Aurataur wrote:When I was a young boy, I had a strange ability to alter my dream state. I didn't have the ability to control the actual content of my dreams, but I did have the ability to "change the channel" in my mind when a dream was frightening or even just boring. I even remember the ability to cycle through these dreams and go back to one that I had previously skipped. I would close my eyes and think about changing dreams. The dream would then turn to static, and a new dream would take its place. I had this ability until I was around twelve years old.
However, there was one dream that I could never escape from. This trick simply did not work, though I can't recall ever remembering to do so. It was a recurring nightmare that lasted until I was twelve, and seemed to disappear around the same time I lost the ability to "change the channel" in my dream state. I can still remember the dream quite vividly.
I was walking across a desolate plain as a maelstrom of violent clouds battled in the sky. Then, on the horizon, a shape began to materialize. I ran toward it and discovered a huge castle, in complete disrepair. Huge chunks of the wall had broken off and crumbled to the ground below.

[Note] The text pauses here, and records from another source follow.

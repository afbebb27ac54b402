//! Game State Definitions
//!
//! The single source of truth for one game: deck, hands, discard pile,
//! turn marker and every obligation still owed.

use std::collections::BTreeMap;
use std::fmt;
use serde::{Serialize, Deserialize};

use crate::core::hash::{StateHash, StateHasher};
use crate::core::rng::DeterministicRng;
use crate::game::card::Card;
use crate::game::deck::Deck;
use crate::game::hand::Hand;

// =============================================================================
// PLAYER SLOT
// =============================================================================

/// One of the two seats at the table. Serialized as `0` or `1`.
#[derive(Clone, Copy, Debug, PartialEq, Eq, PartialOrd, Ord, Hash, Serialize, Deserialize)]
#[serde(try_from = "u8", into = "u8")]
pub enum PlayerSlot {
    /// First player to connect; moves first.
    Zero,
    /// Second player to connect.
    One,
}

impl PlayerSlot {
    /// Both slots, in assignment order.
    pub const ALL: [PlayerSlot; 2] = [PlayerSlot::Zero, PlayerSlot::One];

    /// The opponent's slot.
    #[inline]
    pub fn other(self) -> PlayerSlot {
        match self {
            PlayerSlot::Zero => PlayerSlot::One,
            PlayerSlot::One => PlayerSlot::Zero,
        }
    }

    /// Index into per-player arrays.
    #[inline]
    pub fn index(self) -> usize {
        match self {
            PlayerSlot::Zero => 0,
            PlayerSlot::One => 1,
        }
    }
}

impl From<PlayerSlot> for u8 {
    fn from(slot: PlayerSlot) -> u8 {
        slot.index() as u8
    }
}

impl TryFrom<u8> for PlayerSlot {
    type Error = InvalidSlot;

    fn try_from(value: u8) -> Result<Self, Self::Error> {
        match value {
            0 => Ok(PlayerSlot::Zero),
            1 => Ok(PlayerSlot::One),
            other => Err(InvalidSlot(other)),
        }
    }
}

impl fmt::Display for PlayerSlot {
    fn fmt(&self, f: &mut fmt::Formatter<'_>) -> fmt::Result {
        write!(f, "{}", self.index())
    }
}

/// A slot number outside `{0, 1}`.
#[derive(Debug, Clone, Copy, PartialEq, Eq, thiserror::Error)]
#[error("invalid player slot {0}")]
pub struct InvalidSlot(pub u8);

// =============================================================================
// CONFIGURATION
// =============================================================================

/// Rule constants and deck composition.
#[derive(Clone, Debug, PartialEq, Eq)]
pub struct GameConfig {
    /// How many of each card the deck starts with.
    pub composition: BTreeMap<Card, u32>,
    /// Cards revealed by See Future.
    pub see_future_depth: usize,
    /// Turns an attacked player owes.
    pub attack_turns: u32,
}

impl Default for GameConfig {
    fn default() -> Self {
        let composition = BTreeMap::from([
            (Card::Skip, 3),
            (Card::Defuse, 5),
            (Card::Attack, 3),
            (Card::Shuffle, 3),
            (Card::SeeFuture, 3),
            (Card::Nope, 3),
            (Card::Explode, 1),
        ]);

        Self {
            composition,
            see_future_depth: 3,
            attack_turns: 2,
        }
    }
}

impl GameConfig {
    /// Total cards in a fresh deck (21 by default).
    pub fn deck_size(&self) -> usize {
        self.composition.values().map(|n| *n as usize).sum()
    }

    /// Unshuffled deck in composition order.
    pub fn build_deck(&self) -> Vec<Card> {
        self.composition
            .iter()
            .flat_map(|(card, count)| std::iter::repeat(*card).take(*count as usize))
            .collect()
    }
}

// =============================================================================
// OBLIGATIONS
// =============================================================================

/// Turn bookkeeping captured before an effect resolved, so Nope can put it
/// back.
#[derive(Clone, Debug, PartialEq, Eq, Serialize, Deserialize)]
pub struct TurnSnapshot {
    /// Whose turn it was.
    pub current_player: PlayerSlot,
    /// Turns that player still owed.
    pub pending_turns: u32,
    /// Deck order, only for effects that reorder the deck.
    pub deck: Option<Deck>,
}

/// A played card whose effect can still be cancelled.
#[derive(Clone, Debug, PartialEq, Eq, Serialize, Deserialize)]
pub struct PendingEffect {
    /// Card that was played.
    pub card: Card,
    /// Who played it.
    pub player: PlayerSlot,
    /// State to restore if it is noped.
    pub prior: TurnSnapshot,
}

/// Current phase of the turn state machine.
#[derive(Clone, Copy, Debug, PartialEq, Eq, Serialize, Deserialize)]
pub enum TurnPhase {
    /// Waiting for this slot to act.
    AwaitingTurn(PlayerSlot),
    /// Game finished with this winner.
    GameOver(PlayerSlot),
}

// =============================================================================
// GAME STATE
// =============================================================================

/// Complete state of a game.
#[derive(Clone, Debug, PartialEq, Eq, Serialize, Deserialize)]
pub struct GameState {
    /// Draw pile
    pub deck: Deck,

    /// Hands, indexed by slot
    pub player_hands: [Hand; 2],

    /// Whose turn it is
    pub current_player: PlayerSlot,

    /// Played and exploded cards, oldest first
    pub discard_pile: Vec<Card>,

    /// Set once a player explodes
    pub game_over: bool,

    /// Winning slot, set together with `game_over`
    pub winner: Option<PlayerSlot>,

    /// Turns the current player still owes after an Attack (0 = normal turn)
    pub pending_turns: u32,

    /// Slot that drew an Explode and must play a Defuse next
    pub pending_explosion: Option<PlayerSlot>,

    /// Effects played since the last draw, most recent last
    pub effect_stack: Vec<PendingEffect>,

    /// Deterministic RNG state
    #[serde(skip)]
    pub rng: DeterministicRng,
}

impl GameState {
    /// Start a game: full deck shuffled with `rng`, empty hands, player 0 to
    /// move.
    pub fn new(config: &GameConfig, mut rng: DeterministicRng) -> Self {
        let mut deck = Deck::from_cards(config.build_deck());
        deck.shuffle(&mut rng);

        Self {
            deck,
            player_hands: [Hand::new(), Hand::new()],
            current_player: PlayerSlot::Zero,
            discard_pile: Vec::new(),
            game_over: false,
            winner: None,
            pending_turns: 0,
            pending_explosion: None,
            effect_stack: Vec::new(),
            rng,
        }
    }

    /// Current phase.
    pub fn phase(&self) -> TurnPhase {
        match (self.game_over, self.winner) {
            (true, Some(winner)) => TurnPhase::GameOver(winner),
            _ => TurnPhase::AwaitingTurn(self.current_player),
        }
    }

    /// Hand of `slot`.
    #[inline]
    pub fn hand(&self, slot: PlayerSlot) -> &Hand {
        &self.player_hands[slot.index()]
    }

    /// Mutable hand of `slot`.
    #[inline]
    pub fn hand_mut(&mut self, slot: PlayerSlot) -> &mut Hand {
        &mut self.player_hands[slot.index()]
    }

    /// Cards across deck, hands and discard. Constant within a game.
    pub fn total_cards(&self) -> usize {
        self.deck.size()
            + self.player_hands.iter().map(Hand::total).sum::<usize>()
            + self.discard_pile.len()
    }

    /// Capture turn bookkeeping, optionally with deck order.
    pub fn snapshot_turn(&self, with_deck: bool) -> TurnSnapshot {
        TurnSnapshot {
            current_player: self.current_player,
            pending_turns: self.pending_turns,
            deck: with_deck.then(|| self.deck.clone()),
        }
    }

    /// End the current player's turn.
    ///
    /// A player who still owes turns keeps the turn with one fewer owed;
    /// otherwise the turn passes to the opponent.
    pub fn end_turn(&mut self) {
        if self.pending_turns > 1 {
            self.pending_turns -= 1;
        } else {
            self.pending_turns = 0;
            self.current_player = self.current_player.other();
        }
    }

    /// Eliminate `loser`, ending the game.
    pub fn eliminate(&mut self, loser: PlayerSlot) {
        self.game_over = true;
        self.winner = Some(loser.other());
        self.pending_turns = 0;
        self.pending_explosion = None;
        self.effect_stack.clear();
    }

    /// Compute deterministic hash of the full state, including deck order
    /// and RNG position.
    pub fn compute_hash(&self) -> StateHash {
        let mut hasher = StateHasher::for_game_state();

        let deck: Vec<u8> = self.deck.cards().iter().map(|c| c.code()).collect();
        hasher.update_seq(&deck);

        for hand in &self.player_hands {
            for card in Card::ALL {
                hasher.update_u32(hand.count(card));
            }
        }

        hasher.update_u8(self.current_player.into());

        let discard: Vec<u8> = self.discard_pile.iter().map(|c| c.code()).collect();
        hasher.update_seq(&discard);

        hasher.update_bool(self.game_over);
        hasher.update_u8(self.winner.map(u8::from).unwrap_or(u8::MAX));
        hasher.update_u32(self.pending_turns);
        hasher.update_u8(self.pending_explosion.map(u8::from).unwrap_or(u8::MAX));

        hasher.update_u32(self.effect_stack.len() as u32);
        for effect in &self.effect_stack {
            hasher.update_u8(effect.card.code());
            hasher.update_u8(effect.player.into());
        }

        let [s0, s1] = self.rng.state();
        hasher.update_u64(s0);
        hasher.update_u64(s1);

        hasher.finalize()
    }
}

I entered the castle. Inside, all the inhabitants had been frozen in stone as they were going about their daily lives. People, dogs, goats, chickens, all locked in that one moment in time. I wandered through the courtyard and came upon a huge lever. I knew that I shouldn't pull it, but I couldn't help myself. I pulled the lever. The ground began to shake. Sections of stone started falling from the walls. In the courtyard, I watched as the stone figures crumbled to dust, leaving only their skeletons. The skeletons came to life. They chased me, bound me, and tied me to a stone slab in the center of the courtyard. A skeleton with burning red eyes raised a huge axe above my head. Just as the axe fell, I would awaken, started and terrified.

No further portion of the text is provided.